Michael A. Arbib, University Professor Emeritus and Professor Emeritus of Computer Science, Biomedical Engineering, Biological Sciences, and Psychology at the University of Southern California (USC). He is currently also an Adjunct Professor of Psychology at UCSD. Arbib’s research bridges neuroscience, computer science, and cognitive science, with a focus on the coordination of perception and action in frogs, rats, monkeys and humans. He applies schema theory and neural network analysis to study brain function, robotics, and machine vision.
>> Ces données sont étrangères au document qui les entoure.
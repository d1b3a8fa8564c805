//! Matching locally observed keywords against report keywords.
//!
//! Candidates are tried in order of strength: an exact match on the
//! normalized text, then one text containing the other, then character
//! bigram similarity. Both non-exact kinds must score at least
//! [`SIMILARITY_THRESHOLD`].

use crate::report::{KeywordMetrics, KeywordReport};
use serde::{Deserialize, Serialize};
use std::collections::HashMap;

/// Lowest score accepted for a containment or similarity match
pub const SIMILARITY_THRESHOLD: f64 = 0.85;

/// Lower-case and trim a keyword
pub fn normalize_keyword(keyword: &str) -> String {
    keyword.trim().to_lowercase()
}

/// How a local keyword was paired with a report keyword
#[derive(Debug, Clone, Copy, PartialEq, Eq, Serialize, Deserialize)]
#[serde(rename_all = "lowercase")]
pub enum MatchKind {
    Exact,
    Containment,
    Similar,
}

/// A local keyword paired with report metrics
#[derive(Debug, Clone, PartialEq, Serialize)]
#[serde(rename_all = "camelCase")]
pub struct KeywordMatch {
    /// Keyword as given by the caller
    pub local: String,
    /// Normalized report keyword it matched
    pub remote: String,
    pub kind: MatchKind,
    /// 1.0 for exact, length ratio for containment, Dice for similar
    pub score: f64,
    pub metrics: KeywordMetrics,
}

fn bigrams(text: &str) -> HashMap<(char, char), usize> {
    let chars: Vec<char> = text.chars().collect();
    let mut counts = HashMap::new();
    for pair in chars.windows(2) {
        *counts.entry((pair[0], pair[1])).or_insert(0) += 1;
    }
    counts
}

/// Sørensen–Dice coefficient over character bigrams, in `[0, 1]`.
///
/// Strings too short to have a bigram score 1.0 when equal and 0.0 otherwise.
pub fn dice_coefficient(a: &str, b: &str) -> f64 {
    if a == b {
        return 1.0;
    }
    let (left, right) = (bigrams(a), bigrams(b));
    let total: usize = left.values().sum::<usize>() + right.values().sum::<usize>();
    if total == 0 {
        return 0.0;
    }

    let shared: usize = left
        .iter()
        .map(|(pair, count)| (*count).min(right.get(pair).copied().unwrap_or(0)))
        .sum();
    2.0 * shared as f64 / total as f64
}

fn containment_score(a: &str, b: &str) -> Option<f64> {
    if a.is_empty() || b.is_empty() {
        return None;
    }
    let (shorter, longer) = if a.chars().count() <= b.chars().count() {
        (a, b)
    } else {
        (b, a)
    };
    longer
        .contains(shorter)
        .then(|| shorter.chars().count() as f64 / longer.chars().count() as f64)
        .filter(|score| *score >= SIMILARITY_THRESHOLD)
}

/// Best report keyword for `keyword`, if any qualifies.
///
/// Among several candidates of the same kind the highest score wins, and
/// ties go to the alphabetically first report keyword.
pub fn best_match<'r>(
    keyword: &str,
    report: &'r KeywordReport,
) -> Option<(&'r str, MatchKind, f64)> {
    let needle = normalize_keyword(keyword);
    if needle.is_empty() {
        return None;
    }

    if let Some((remote, _)) = report.get_key_value(&needle) {
        return Some((remote.as_str(), MatchKind::Exact, 1.0));
    }

    let contained = best_scoring(report, |remote| containment_score(&needle, remote));
    if let Some((remote, score)) = contained {
        return Some((remote, MatchKind::Containment, score));
    }

    best_scoring(report, |remote| {
        Some(dice_coefficient(&needle, remote)).filter(|s| *s >= SIMILARITY_THRESHOLD)
    })
    .map(|(remote, score)| (remote, MatchKind::Similar, score))
}

/// Highest-scoring report keyword; the first one wins a tie
fn best_scoring<'r, F>(report: &'r KeywordReport, score: F) -> Option<(&'r str, f64)>
where
    F: Fn(&str) -> Option<f64>,
{
    let mut best: Option<(&'r str, f64)> = None;
    for remote in report.keys() {
        if let Some(s) = score(remote.as_str()) {
            if best.map_or(true, |(_, b)| s > b) {
                best = Some((remote.as_str(), s));
            }
        }
    }
    best
}

/// Pair each local keyword with report metrics; unmatched keywords are left out
pub fn match_keywords<S: AsRef<str>>(local: &[S], report: &KeywordReport) -> Vec<KeywordMatch> {
    local
        .iter()
        .filter_map(|keyword| {
            let keyword = keyword.as_ref();
            let (remote, kind, score) = best_match(keyword, report)?;
            Some(KeywordMatch {
                local: keyword.to_string(),
                remote: remote.to_string(),
                kind,
                score,
                metrics: report.get(remote).copied().unwrap_or_default(),
            })
        })
        .collect()
}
Known for the Mirror System Hypothesis, he explores language evolution through neural mechanisms for action understanding. More recently, he has explored the neuroscience of the experience of buildings, the design of buildings, and what it might mean for buildings to have “brains.

 

RÉFÉRENCES

Arbib, M. A. (1964). Brains, machines, and mathematics. McGraw-Hill.

Arbib, M. A., & Caplan, D. (1979). Neurolinguistics must be Computational. Behavioral and Brain Sciences, 2, 449-483. [My thanks to Stevan Harnad for founding this important journal.]

Arbib, M. A. (Ed.). (2003). The handbook of brain theory and neural networks, Second Edition. MIT press.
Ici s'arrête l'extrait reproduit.